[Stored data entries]
- Opening Delimiter -
//! Game actions that players can take.
//!
//! This module defines all possible actions in the game and the broadcast
//! events that result from those actions. Both are closed tagged unions;
//! the dispatcher in `game` matches them exhaustively.

use crate::cards::{CardId, Color, PlayerId, SetId};
use serde::{Deserialize, Serialize};

/// All possible actions a player can take.
#[derive(Debug, Clone, PartialEq, Eq, Serialize, Deserialize)]
pub enum GameAction {
    // ==================== Turn Management ====================
    /// Draw the opening hand for a turn. Only needed for the first turn
    /// after construction or restart; EndTurn draws for every later turn.
    StartTurn,
    /// End the turn: enforce the hand limit, advance, draw for the next
    /// player. Blocked while any interaction is pending.
    EndTurn,

    // ==================== Plays ====================
    /// Play a property from hand under the chosen color.
    PlayProperty { id: CardId, color: Color },
    /// Bank a money or action card for its point value.
    PlayMoney { id: CardId },
    /// Draw two cards.
    PassGo { id: CardId },
    /// A doubler played outside a rent request; deposits to the bank.
    PlayDoubleRent { id: CardId },
    /// Attach a house or hotel to a complete set.
    PlayDevelopment { id: CardId, target_set: SetId },

    // ==================== Charges ====================
    /// Charge rent for a color. `doublers` each double the amount and each
    /// consume an extra play. Only wild rent may name a `target`; the color
    /// falls back to the source set's color when not given.
    RequestRent {
        id: CardId,
        doublers: Vec<CardId>,
        source_set: SetId,
        color: Option<Color>,
        target: Option<PlayerId>,
    },
    /// Charge one player a fixed debt.
    DebtCollect { id: CardId, target: PlayerId },
    /// Charge every other player the birthday amount.
    Birthday { id: CardId },
    /// Pay off the charge currently awaiting this player.
    AcceptCharge { payment: Vec<CardId> },

    // ==================== Steals ====================
    /// Steal a property from an incomplete set.
    SlyDeal {
        id: CardId,
        target_card: CardId,
        color_choice: Option<Color>,
    },
    /// Swap one of your properties for an opponent's; both from
    /// incomplete sets.
    ForcedDeal {
        id: CardId,
        target_card: CardId,
        card_to_give: CardId,
        color_choice: Option<Color>,
    },
    /// Steal a whole complete set.
    Dealbreaker { id: CardId, target_set: SetId },
    /// Concede the steal currently awaiting this player. `color_choice`
    /// places the card received back in a forced deal.
    AcceptDeal { color_choice: Option<Color> },

    // ==================== Blocks ====================
    /// Play one or more Just Say No cards against the exchange awaiting
    /// this player. `responding_to` disambiguates when several fanned-out
    /// exchanges await the same initiator.
    JustSayNo {
        ids: Vec<CardId>,
        responding_to: Option<PlayerId>,
    },
    /// Accept that a block stands: the exchange is void, nothing transfers.
    AcceptJustSayNo { responding_to: PlayerId },

    // ==================== Housekeeping ====================
    /// Discard a card from hand.
    Discard { card_id: CardId },
    /// Re-home a property between sets or into a new set (`to_set` None).
    MoveProperty {
        card_id: CardId,
        from_set: Option<SetId>,
        to_set: Option<SetId>,
        color_choice: Option<Color>,
    },
    /// Re-deal after a finished game.
    RestartGame,
}

/// Fixed-amount charge kinds.
#[derive(Debug, Clone, Copy, PartialEq, Eq, Serialize, Deserialize)]
pub enum ChargeKind {
    Birthday,
    DebtCollector,
}

/// Events that occur as a result of actions. Every event that starts an
/// adversarial exchange carries the requester id.
#[derive(Debug, Clone, PartialEq, Eq, Serialize, Deserialize)]
pub enum GameEvent {
    /// A turn began and the player drew cards.
    TurnStarted { player: PlayerId, drawn: usize },

    /// A property was placed.
    PropertyPlayed {
        player: PlayerId,
        card: CardId,
        set_id: SetId,
        complete: bool,
    },

    /// A card was banked for its value.
    MoneyBanked { player: PlayerId, card: CardId },

    /// A card went to the discard pile from hand.
    CardDiscarded { player: PlayerId, card: CardId },

    /// Pass Go was played.
    PassGoPlayed { player: PlayerId, drawn: usize },

    /// Rent was requested from one or more players.
    RentRequested {
        requester: PlayerId,
        targets: Vec<PlayerId>,
        color: Color,
        amount: u32,
        doublers: u32,
    },

    /// A fixed charge (birthday / debt collector) was requested.
    ChargeRequested {
        requester: PlayerId,
        target: PlayerId,
        kind: ChargeKind,
        amount: u32,
    },

    /// A charge was paid. Properties carry their destination set.
    ChargeSettled {
        payer: PlayerId,
        payee: PlayerId,
        bank_cards: Vec<CardId>,
        properties: Vec<(CardId, SetId)>,
    },

    /// A sly deal was announced.
    SlyDealRequested {
        requester: PlayerId,
        target: PlayerId,
        card: CardId,
    },

    /// A forced deal was announced.
    ForcedDealRequested {
        requester: PlayerId,
        target: PlayerId,
        take: CardId,
        give: CardId,
    },

    /// A dealbreaker was announced.
    DealbreakerRequested {
        requester: PlayerId,
        target: PlayerId,
        set_id: SetId,
    },

    /// A sly deal went through; the card landed in `to_set`.
    SlyDealAccepted {
        requester: PlayerId,
        victim: PlayerId,
        card: CardId,
        to_set: SetId,
    },

    /// A forced deal went through.
    ForcedDealAccepted {
        requester: PlayerId,
        victim: PlayerId,
        taken: CardId,
        taken_to_set: SetId,
        given: CardId,
        given_to_set: SetId,
    },

    /// A dealbreaker went through; the whole set changed owners.
    DealbreakerAccepted {
        requester: PlayerId,
        victim: PlayerId,
        set_id: SetId,
    },

    /// Just Say No cards were played against an exchange.
    InteractionBlocked {
        player: PlayerId,
        counterparty: PlayerId,
        cards: Vec<CardId>,
        cancelled: bool,
    },

    /// The initiator conceded a blocked exchange; nothing transferred.
    BlockAccepted {
        player: PlayerId,
        counterparty: PlayerId,
    },

    /// A house or hotel was attached.
    DevelopmentPlayed {
        player: PlayerId,
        card: CardId,
        set_id: SetId,
    },

    /// A card was irrevocably announced but illegal; consumed and
    /// discarded with a human-readable reason.
    ActionWasted {
        player: PlayerId,
        card: CardId,
        reason: String,
    },

    /// A property moved between sets.
    PropertyMoved {
        player: PlayerId,
        card: CardId,
        from_set: SetId,
        to_set: SetId,
    },

    /// Turn ended; excess cards were force-discarded and the next player
    /// drew.
    TurnEnded {
        player: PlayerId,
        next_player: PlayerId,
        forced_discards: Vec<CardId>,
        drawn: usize,
    },

    /// A player reached the winning number of complete sets.
    GameWon {
        player: PlayerId,
        complete_sets: usize,
    },

    /// The game was re-dealt after finishing.
    GameRestarted,
}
- Closing Delimiter -
▶ [Exercise description]:
Going through the data above, return each line with the word "value".

▶ [Answer to this problem]:
    /// Bank a money or action card for its point value.
    /// A card was banked for its value.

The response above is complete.